> What you should do: Where does "PRIMARY" appear in the data? Return each line that holds it.

Data entries:
·····
//! SQLite schema versions.
//!
//! `MIGRATIONS[i]` moves the schema from version `i` to `i + 1`. The applied
//! version is kept in `schema_migrations`.

use rusqlite::{params, Connection};
use tracing::debug;

use crate::error::{Result, StoreError};
use crate::traits::now_millis;

const MIGRATIONS: &[&str] = &[SCHEMA_V1];

/// Schema version this build writes.
pub const CURRENT_VERSION: u32 = MIGRATIONS.len() as u32;

/// Brings `conn` up to [`CURRENT_VERSION`]. Safe to call on every open.
pub fn migrate(conn: &mut Connection) -> Result<()> {
    conn.execute(
        "CREATE TABLE IF NOT EXISTS schema_migrations (
            version INTEGER PRIMARY KEY,
            applied_at INTEGER NOT NULL
        )",
        [],
    )?;

    let applied = schema_version(conn)?;
    if applied > CURRENT_VERSION {
        return Err(StoreError::Migration(format!(
            "database schema v{applied} is newer than supported v{CURRENT_VERSION}"
        )));
    }

    let tx = conn.transaction()?;
    for (idx, sql) in MIGRATIONS.iter().enumerate().skip(applied as usize) {
        let version = idx as u32 + 1;
        debug!(version, "applying schema migration");
        tx.execute_batch(sql)?;
        tx.execute(
            "INSERT INTO schema_migrations (version, applied_at) VALUES (?1, ?2)",
            params![version, now_millis()],
        )?;
    }
    tx.commit()?;

    Ok(())
}

fn schema_version(conn: &Connection) -> Result<u32> {
    Ok(conn.query_row(
        "SELECT COALESCE(MAX(version), 0) FROM schema_migrations",
        [],
        |row| row.get(0),
    )?)
}

const SCHEMA_V1: &str = r#"
    -- Logs opened on this peer
    CREATE TABLE logs (
        address BLOB PRIMARY KEY,         -- 32 bytes, derived from (kind, name)
        kind INTEGER NOT NULL,            -- LogKind as u8
        name TEXT NOT NULL,
        created_at INTEGER NOT NULL
    );

    -- Entries of every log
    CREATE TABLE entries (
        entry_id BLOB PRIMARY KEY,        -- 32 bytes, Blake3 hash of canonical bytes
        log_address BLOB NOT NULL,        -- 32 bytes
        author BLOB NOT NULL,             -- 32 bytes, Ed25519 public key
        heads BLOB NOT NULL,              -- CBOR array of entry ids
        payload BLOB NOT NULL,
        signature BLOB NOT NULL,          -- 64 bytes
        canonical_bytes BLOB NOT NULL,    -- full canonical encoding
        ingested_at INTEGER NOT NULL
    );

    CREATE INDEX idx_entries_log ON entries(log_address);
"#;
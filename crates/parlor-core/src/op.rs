//! Registry operations and their resolution.
//!
//! A registry is a log whose payloads are [`RegistryOp`]s. Replaying the
//! operations in the log's total order and keeping the last put per key
//! gives every replica holding the same operations the same map.

use std::collections::BTreeMap;

use serde::de::DeserializeOwned;
use serde::{Deserialize, Serialize};

use crate::error::CoreError;

/// A single registry write.
#[derive(Debug, Clone, PartialEq, Eq, Serialize, Deserialize)]
pub enum RegistryOp<V> {
    Put { key: String, value: V },
}

impl<V: Serialize + DeserializeOwned> RegistryOp<V> {
    pub fn put(key: impl Into<String>, value: V) -> Self {
        Self::Put {
            key: key.into(),
            value,
        }
    }

    pub fn key(&self) -> &str {
        match self {
            Self::Put { key, .. } => key,
        }
    }

    /// Encode as an entry payload.
    pub fn encode(&self) -> Result<Vec<u8>, CoreError> {
        encode_payload(self)
    }

    pub fn decode(bytes: &[u8]) -> Result<Self, CoreError> {
        decode_payload(bytes)
    }
}

/// Replay operations (already in total order) into the resolved map.
pub fn resolve<V>(ops: impl IntoIterator<Item = RegistryOp<V>>) -> BTreeMap<String, V> {
    let mut map = BTreeMap::new();
    for op in ops {
        match op {
            RegistryOp::Put { key, value } => {
                map.insert(key, value);
            }
        }
    }
    map
}

/// Encode any serializable value as a CBOR payload.
pub fn encode_payload<T: Serialize>(value: &T) -> Result<Vec<u8>, CoreError> {
    let mut buf = Vec::new();
    ciborium::into_writer(value, &mut buf).map_err(|e| CoreError::EncodingError(e.to_string()))?;
    Ok(buf)
}

/// Decode a CBOR payload.
pub fn decode_payload<T: DeserializeOwned>(bytes: &[u8]) -> Result<T, CoreError> {
    ciborium::from_reader(bytes).map_err(|e| CoreError::DecodingError(e.to_string()))
}

#[cfg(test)]
mod tests {
    use super::*;

    #[test]
    fn test_last_put_wins() {
        let resolved = resolve(vec![
            RegistryOp::put("general", 1u32),
            RegistryOp::put("random", 2u32),
            RegistryOp::put("general", 3u32),
        ]);
        assert_eq!(resolved.get("general"), Some(&3));
        assert_eq!(resolved.get("random"), Some(&2));
        assert_eq!(resolved.len(), 2);
    }

    #[test]
    fn test_op_payload_decodes() {
        let op = RegistryOp::put("alice", "half-key".to_string());
        let bytes = op.encode().unwrap();
        let back = RegistryOp::<String>::decode(&bytes).unwrap();
        assert_eq!(back.key(), "alice");
        assert_eq!(back, op);
    }

    #[test]
    fn test_garbage_payload_rejected() {
        assert!(RegistryOp::<String>::decode(&[0xff, 0x00]).is_err());
    }
}
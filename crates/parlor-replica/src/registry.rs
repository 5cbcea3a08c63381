//! Key-value registries resolved from an operation log.
//!
//! Resolution replays every [`RegistryOp`] in the log's total order; the last
//! put for a key wins. Wall clocks play no part, so two peers holding the
//! same operations always agree on every key.
//!
//! A merge only emits `Replicated` when the resolved map changed. Operations
//! that rewrite a key with the value it already resolves to stay silent.

use std::collections::BTreeMap;
use std::sync::Arc;

use async_trait::async_trait;
use tokio::sync::broadcast;

use parlor_core::{resolve, Blake3Hash, Entry, EntryId, LogAddress, RegistryOp};

use crate::error::Result;
use crate::event::RegistryEvent;
use crate::log::EntryLog;
use crate::traits::{ConvergentRegistry, Limit, Mergeable, MergeReport, Payload};

/// A convergent key-value registry.
pub struct Registry<V> {
    log: Arc<EntryLog<RegistryOp<V>>>,
}

impl<V: Payload> Registry<V> {
    pub fn new(log: Arc<EntryLog<RegistryOp<V>>>) -> Self {
        Self { log }
    }

    /// The operation log behind this registry.
    pub fn log(&self) -> &Arc<EntryLog<RegistryOp<V>>> {
        &self.log
    }

    pub async fn put(&self, key: &str, value: V) -> Result<EntryId> {
        self.log.append(RegistryOp::put(key, value)).await
    }

    pub async fn get(&self, key: &str) -> Option<V> {
        self.log
            .fold(None, |winner, op, _| match op {
                RegistryOp::Put { key: k, value } if k == key => Some(value.clone()),
                _ => winner,
            })
            .await
    }

    pub async fn all(&self) -> BTreeMap<String, V> {
        resolve(self.log.all(Limit::All).await)
    }

    pub async fn merge(&self, entries: Vec<Entry>) -> Result<MergeReport> {
        let before = self.resolved_digest().await;
        let ingested = self.log.ingest(entries).await;
        if ingested.report.changed() && self.resolved_digest().await != before {
            self.log.notify_replicated(ingested.report.added);
        }
        ingested.into_result()
    }

    /// Fetch and merge like [`EntryLog::load`].
    pub async fn load(&self) -> Result<MergeReport> {
        let fetched = self.log.fetch().await?;
        let report = self.merge(fetched).await?;
        self.log.mark_ready();
        Ok(report)
    }

    /// Payload hash of the winning put per key.
    async fn resolved_digest(&self) -> BTreeMap<String, Blake3Hash> {
        self.log
            .fold(BTreeMap::new(), |mut digest, op, entry| {
                digest.insert(op.key().to_string(), entry.header.payload_hash);
                digest
            })
            .await
    }
}

#[async_trait]
impl<V: Payload> Mergeable for Registry<V> {
    fn address(&self) -> LogAddress {
        self.log.address()
    }

    async fn export(&self) -> Vec<Entry> {
        self.log.entries(Limit::All).await
    }

    async fn merge(&self, entries: Vec<Entry>) -> Result<MergeReport> {
        Registry::merge(self, entries).await
    }

    async fn state_hash(&self) -> Blake3Hash {
        self.log.state_hash().await
    }
}

#[async_trait]
impl<V: Payload> ConvergentRegistry<V> for Registry<V> {
    fn name(&self) -> &str {
        self.log.name()
    }

    async fn put(&self, key: &str, value: V) -> Result<EntryId> {
        Registry::put(self, key, value).await
    }

    async fn get(&self, key: &str) -> Option<V> {
        Registry::get(self, key).await
    }

    async fn all(&self) -> BTreeMap<String, V> {
        Registry::all(self).await
    }

    async fn load(&self) -> Result<MergeReport> {
        Registry::load(self).await
    }

    fn subscribe(&self) -> broadcast::Receiver<RegistryEvent<V>> {
        self.log.subscribe()
    }
}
·····
> Answer to this exercise:
            version INTEGER PRIMARY KEY,
        address BLOB PRIMARY KEY,         -- 32 bytes, derived from (kind, name)
        entry_id BLOB PRIMARY KEY,        -- 32 bytes, Blake3 hash of canonical bytes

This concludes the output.